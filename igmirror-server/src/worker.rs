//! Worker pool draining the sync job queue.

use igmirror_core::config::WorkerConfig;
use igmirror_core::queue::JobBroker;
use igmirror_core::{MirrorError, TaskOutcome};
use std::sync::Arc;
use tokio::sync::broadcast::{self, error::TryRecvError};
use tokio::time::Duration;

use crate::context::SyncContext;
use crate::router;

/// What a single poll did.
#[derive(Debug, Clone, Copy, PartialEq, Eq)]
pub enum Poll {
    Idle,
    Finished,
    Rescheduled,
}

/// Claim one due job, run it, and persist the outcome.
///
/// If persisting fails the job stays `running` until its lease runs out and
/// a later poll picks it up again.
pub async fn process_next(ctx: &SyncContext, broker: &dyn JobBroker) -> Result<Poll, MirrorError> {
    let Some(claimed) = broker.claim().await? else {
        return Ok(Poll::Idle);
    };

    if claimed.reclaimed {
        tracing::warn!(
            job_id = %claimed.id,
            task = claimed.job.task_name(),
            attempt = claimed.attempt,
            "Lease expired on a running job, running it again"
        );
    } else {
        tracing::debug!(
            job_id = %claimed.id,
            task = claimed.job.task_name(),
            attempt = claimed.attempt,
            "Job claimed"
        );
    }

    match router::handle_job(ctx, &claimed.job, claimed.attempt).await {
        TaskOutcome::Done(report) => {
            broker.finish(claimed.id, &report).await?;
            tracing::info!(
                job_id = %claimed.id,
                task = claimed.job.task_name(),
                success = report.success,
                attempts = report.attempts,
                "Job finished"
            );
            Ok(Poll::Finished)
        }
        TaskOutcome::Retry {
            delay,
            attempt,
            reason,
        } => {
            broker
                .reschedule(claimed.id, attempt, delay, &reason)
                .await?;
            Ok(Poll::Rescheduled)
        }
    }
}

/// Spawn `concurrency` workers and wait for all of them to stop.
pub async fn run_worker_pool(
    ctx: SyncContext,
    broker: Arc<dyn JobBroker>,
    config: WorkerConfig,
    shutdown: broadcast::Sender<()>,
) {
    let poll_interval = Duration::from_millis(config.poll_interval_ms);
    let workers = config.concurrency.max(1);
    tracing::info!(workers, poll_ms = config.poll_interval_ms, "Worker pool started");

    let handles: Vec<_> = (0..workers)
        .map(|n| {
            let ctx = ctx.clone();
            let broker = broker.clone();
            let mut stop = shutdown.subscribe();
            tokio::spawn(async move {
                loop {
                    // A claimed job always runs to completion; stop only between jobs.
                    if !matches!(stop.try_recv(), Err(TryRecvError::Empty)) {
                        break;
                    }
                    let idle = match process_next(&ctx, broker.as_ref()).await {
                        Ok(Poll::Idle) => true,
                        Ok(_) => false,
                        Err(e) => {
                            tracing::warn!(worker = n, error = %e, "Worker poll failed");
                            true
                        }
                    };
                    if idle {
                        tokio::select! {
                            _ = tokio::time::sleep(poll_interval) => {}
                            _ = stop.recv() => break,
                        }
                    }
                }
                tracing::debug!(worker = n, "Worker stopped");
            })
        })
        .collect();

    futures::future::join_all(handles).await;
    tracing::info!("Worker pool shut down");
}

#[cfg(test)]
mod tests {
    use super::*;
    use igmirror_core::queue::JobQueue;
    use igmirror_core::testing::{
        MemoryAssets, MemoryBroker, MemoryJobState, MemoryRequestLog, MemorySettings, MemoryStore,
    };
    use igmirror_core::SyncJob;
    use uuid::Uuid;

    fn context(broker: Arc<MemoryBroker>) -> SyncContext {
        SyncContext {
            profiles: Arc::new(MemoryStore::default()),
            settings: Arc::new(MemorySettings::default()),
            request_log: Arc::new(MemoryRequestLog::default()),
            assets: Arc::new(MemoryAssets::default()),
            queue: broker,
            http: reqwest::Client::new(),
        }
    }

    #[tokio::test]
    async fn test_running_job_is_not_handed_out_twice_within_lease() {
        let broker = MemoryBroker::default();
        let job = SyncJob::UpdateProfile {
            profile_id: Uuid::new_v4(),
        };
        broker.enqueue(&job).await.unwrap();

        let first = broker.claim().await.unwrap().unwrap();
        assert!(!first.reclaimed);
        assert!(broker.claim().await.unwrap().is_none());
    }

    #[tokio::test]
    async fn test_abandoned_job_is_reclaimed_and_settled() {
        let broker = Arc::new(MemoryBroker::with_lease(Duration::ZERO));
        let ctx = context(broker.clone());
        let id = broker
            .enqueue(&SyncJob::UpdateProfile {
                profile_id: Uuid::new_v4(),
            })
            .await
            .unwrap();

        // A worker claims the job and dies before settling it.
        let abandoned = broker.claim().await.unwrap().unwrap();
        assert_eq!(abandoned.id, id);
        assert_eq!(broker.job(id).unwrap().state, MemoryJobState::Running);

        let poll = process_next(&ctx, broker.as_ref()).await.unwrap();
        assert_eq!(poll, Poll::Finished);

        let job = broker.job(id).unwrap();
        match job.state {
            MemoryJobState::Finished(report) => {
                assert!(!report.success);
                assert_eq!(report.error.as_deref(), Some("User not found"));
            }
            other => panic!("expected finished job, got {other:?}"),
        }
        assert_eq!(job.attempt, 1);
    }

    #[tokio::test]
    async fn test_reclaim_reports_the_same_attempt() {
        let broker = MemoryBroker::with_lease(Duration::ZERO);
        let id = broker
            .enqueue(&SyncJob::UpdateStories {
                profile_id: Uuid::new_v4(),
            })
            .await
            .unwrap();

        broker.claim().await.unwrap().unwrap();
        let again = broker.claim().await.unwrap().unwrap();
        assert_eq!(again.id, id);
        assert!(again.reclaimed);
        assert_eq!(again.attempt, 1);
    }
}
* * *
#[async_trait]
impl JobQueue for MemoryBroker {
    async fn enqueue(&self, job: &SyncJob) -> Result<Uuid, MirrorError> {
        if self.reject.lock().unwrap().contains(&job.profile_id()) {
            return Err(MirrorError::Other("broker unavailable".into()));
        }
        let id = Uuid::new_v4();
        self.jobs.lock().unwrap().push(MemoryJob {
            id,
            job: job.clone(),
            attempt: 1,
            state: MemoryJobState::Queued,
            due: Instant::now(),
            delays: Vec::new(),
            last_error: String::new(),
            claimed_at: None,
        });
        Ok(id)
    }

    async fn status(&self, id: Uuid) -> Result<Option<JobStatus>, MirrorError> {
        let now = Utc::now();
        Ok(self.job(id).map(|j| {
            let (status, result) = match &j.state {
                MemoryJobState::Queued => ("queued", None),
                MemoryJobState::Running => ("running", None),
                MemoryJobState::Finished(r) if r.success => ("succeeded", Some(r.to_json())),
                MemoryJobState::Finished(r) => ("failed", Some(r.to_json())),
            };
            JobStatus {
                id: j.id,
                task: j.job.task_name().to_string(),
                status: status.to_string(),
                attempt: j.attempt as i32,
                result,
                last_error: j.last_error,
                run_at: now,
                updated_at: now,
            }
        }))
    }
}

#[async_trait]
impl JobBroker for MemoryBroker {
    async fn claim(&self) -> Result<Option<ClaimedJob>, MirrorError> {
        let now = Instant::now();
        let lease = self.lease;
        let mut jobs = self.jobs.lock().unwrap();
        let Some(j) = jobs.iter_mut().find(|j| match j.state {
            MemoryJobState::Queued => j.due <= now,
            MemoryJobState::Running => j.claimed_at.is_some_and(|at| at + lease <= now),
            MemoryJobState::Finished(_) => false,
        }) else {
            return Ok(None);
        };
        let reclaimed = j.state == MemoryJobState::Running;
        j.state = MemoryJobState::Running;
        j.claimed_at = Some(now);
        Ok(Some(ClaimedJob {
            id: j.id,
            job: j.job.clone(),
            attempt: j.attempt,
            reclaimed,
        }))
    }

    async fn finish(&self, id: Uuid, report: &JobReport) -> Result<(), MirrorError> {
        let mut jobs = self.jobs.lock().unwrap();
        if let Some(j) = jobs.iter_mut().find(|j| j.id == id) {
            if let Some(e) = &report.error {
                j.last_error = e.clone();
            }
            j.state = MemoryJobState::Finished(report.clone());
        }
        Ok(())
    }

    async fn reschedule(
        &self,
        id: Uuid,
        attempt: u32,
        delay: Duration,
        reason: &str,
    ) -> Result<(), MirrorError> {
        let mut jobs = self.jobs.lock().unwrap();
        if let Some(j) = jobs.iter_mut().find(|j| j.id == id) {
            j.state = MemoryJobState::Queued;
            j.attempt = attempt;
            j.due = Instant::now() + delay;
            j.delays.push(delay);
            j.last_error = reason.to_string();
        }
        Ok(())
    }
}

● **TASK STATEMENT**:
Every line in the listing that holds the string "JobBroker" should be copied out.

● **RESPONSE TO THIS TASK**:
use igmirror_core::queue::JobBroker;
pub async fn process_next(ctx: &SyncContext, broker: &dyn JobBroker) -> Result<Poll, MirrorError> {
    broker: Arc<dyn JobBroker>,
impl JobBroker for MemoryBroker {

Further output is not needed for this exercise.